Bah Oury était dans nos locaux. Nous l’avons reçu et nous lui avons posé quelques questions. C’est une exclusivité Africaguinee.com !
AFRICAGUINEE.COM : Après un petit moment d’hésitation vous avez finalement décidé de rallier le FNDC dans son combat contre le changement constitutionnel. Qu’est-ce qui a motivé cette décision ?

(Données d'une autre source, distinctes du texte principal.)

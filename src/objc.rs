//! ObjC shared-cache optimization table definitions.
//!
//! These definitions are independent of read/write support.
//!
//! The legacy `objc_opt_t` family lives at the start of the shared cache's
//! ObjC optimization region and has grown by revision; versions 12, 13, 15
//! and 16 were shipped (14 never was). Offsets are signed and relative to
//! the start of the table itself; this crate never dereferences them.

use crate::endian::{Endian, I32, I64, U32, U64};
use crate::pod::Pod;

// Values for the `flags` field of version 15 and later tables.

/// Class and protocol tables include every image in the cache.
pub const OBJC_OPT_IS_PRODUCTION: u32 = 1 << 0;
/// No class has a missing weakly-linked superclass.
pub const OBJC_OPT_NO_MISSING_WEAK_SUPERCLASSES: u32 = 1 << 1;
/// The cache uses the large-shared-cache table layout.
pub const OBJC_OPT_LARGE_SHARED_CACHE: u32 = 1 << 2;

/// `objc_opt_t` version 12.
#[derive(Debug, Clone, Copy)]
#[repr(C)]
pub struct ObjcOpt12<E: Endian> {
    /// 12
    pub version: U32<E>,
    /// Offset of the selector hash table.
    pub selopt_offset: I32<E>,
    /// Offset of the header info table.
    pub headeropt_offset: I32<E>,
    /// Offset of the class hash table.
    pub clsopt_offset: I32<E>,
}

/// `objc_opt_t` version 13, which added the protocol hash table.
#[derive(Debug, Clone, Copy)]
#[repr(C)]
pub struct ObjcOpt13<E: Endian> {
    /// 13
    pub version: U32<E>,
    /// Offset of the selector hash table.
    pub selopt_offset: I32<E>,
    /// Offset of the header info table.
    pub headeropt_offset: I32<E>,
    /// Offset of the class hash table.
    pub clsopt_offset: I32<E>,
    /// Offset of the protocol hash table.
    pub protocolopt_offset: I32<E>,
}

/// `objc_opt_t` version 15, which added flags and split the header info
/// table into read-only and read-write halves.
#[derive(Debug, Clone, Copy)]
#[repr(C)]
pub struct ObjcOpt15<E: Endian> {
    /// 15
    pub version: U32<E>,
    /// `OBJC_OPT_*`
    pub flags: U32<E>,
    /// Offset of the selector hash table.
    pub selopt_offset: I32<E>,
    /// Offset of the read-only header info table.
    pub headeropt_ro_offset: I32<E>,
    /// Offset of the class hash table.
    pub clsopt_offset: I32<E>,
    /// Unused.
    pub unused_protocolopt_offset: I32<E>,
    /// Offset of the read-write header info table.
    pub headeropt_rw_offset: I32<E>,
    /// Offset of the protocol hash table.
    pub protocolopt2_offset: I32<E>,
}

/// `objc_opt_t` version 16, which moved the class and protocol tables to
/// the large-shared-caches layout and added the relative method selector
/// base.
#[derive(Debug, Clone, Copy)]
#[repr(C)]
pub struct ObjcOpt16<E: Endian> {
    /// 16
    pub version: U32<E>,
    /// `OBJC_OPT_*`
    pub flags: U32<E>,
    /// Offset of the selector hash table.
    pub selopt_offset: I32<E>,
    /// Offset of the read-only header info table.
    pub headeropt_ro_offset: I32<E>,
    /// Unused.
    pub unused_clsopt_offset: I32<E>,
    /// Unused.
    pub unused_protocolopt_offset: I32<E>,
    /// Offset of the read-write header info table.
    pub headeropt_rw_offset: I32<E>,
    /// Unused.
    pub unused_protocolopt2_offset: I32<E>,
    /// Offset of the large-shared-caches class hash table.
    pub large_shared_caches_class_offset: I32<E>,
    /// Offset of the large-shared-caches protocol hash table.
    pub large_shared_caches_protocol_offset: I32<E>,
    /// Relative method list selectors are offsets from this address.
    pub relative_method_selector_base_address_offset: I64<E>,
}

/// The only known value for `ObjcOptimization::version`.
pub const OBJC_OPTIMIZATION_VERSION: u32 = 1;

/// The modern ObjC optimization header, which replaced the `objc_opt_t`
/// family and is located through the shared cache header rather than the
/// ObjC region.
///
/// Offsets are relative to the start of the shared cache.
#[derive(Debug, Clone, Copy)]
#[repr(C)]
pub struct ObjcOptimization<E: Endian> {
    /// 1
    pub version: U32<E>,
    #[allow(missing_docs)]
    pub flags: U32<E>,
    /// Offset of the read-only header info table.
    pub header_info_ro_cache_offset: U64<E>,
    /// Offset of the read-write header info table.
    pub header_info_rw_cache_offset: U64<E>,
    /// Offset of the selector hash table.
    pub selector_hash_table_cache_offset: U64<E>,
    /// Offset of the class hash table.
    pub class_hash_table_cache_offset: U64<E>,
    /// Offset of the protocol hash table.
    pub protocol_hash_table_cache_offset: U64<E>,
    /// Relative method list selectors are offsets from this address.
    pub relative_method_selector_base_address_offset: U64<E>,
}

unsafe impl<E: Endian> Pod for ObjcOpt12<E> {}
unsafe impl<E: Endian> Pod for ObjcOpt13<E> {}
unsafe impl<E: Endian> Pod for ObjcOpt15<E> {}
unsafe impl<E: Endian> Pod for ObjcOpt16<E> {}
unsafe impl<E: Endian> Pod for ObjcOptimization<E> {}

BAH OURY : Il n’y a pas eu hésitation. Dans la première étape, il y avait une lecture différente de la stratégie qu’il fallait mettre en œuvre. Les uns ont préféré bouder la concertation que le Président avait instruit à son Premier Ministre d’organiser, d’autres comme nous ont préféré répondre à cette invitation pour délivrer de la manière la plus claire notre message par rapport aux questions qui étaient en litige, notamment la question autour de la Constitution. Nous avions pensé que c’était la meilleure manière au lieu de privilégier une attitude de refus de rencontre, de la discussion, que les questions soient d’abord posées autour de la table. En espérant ainsi que le Président de la République en connaissance de cause prendrait les dispositions pour répondre à l’attente et aux aspirations de ceux qui veulent que la Guinée évolue dans la stabilité et dans la sécurité. Depuis lors, c’était la fin du mois de septembre que ces rencontres ont eu lieu, entretemps il a reçu le rapport du Premier Ministre. Mais depuis lors, il y a un silence autour de la promesse que le Président avait faite de s’adresser au peuple guinéen pour expliquer son point de vue par rapport à la question. Entretemps aussi il y a des actions qui sont engagées sur le terrain pour rallier d’une manière ou d’une autre un certain groupe de personnes autour de l’idée d’une nouvelle constitution.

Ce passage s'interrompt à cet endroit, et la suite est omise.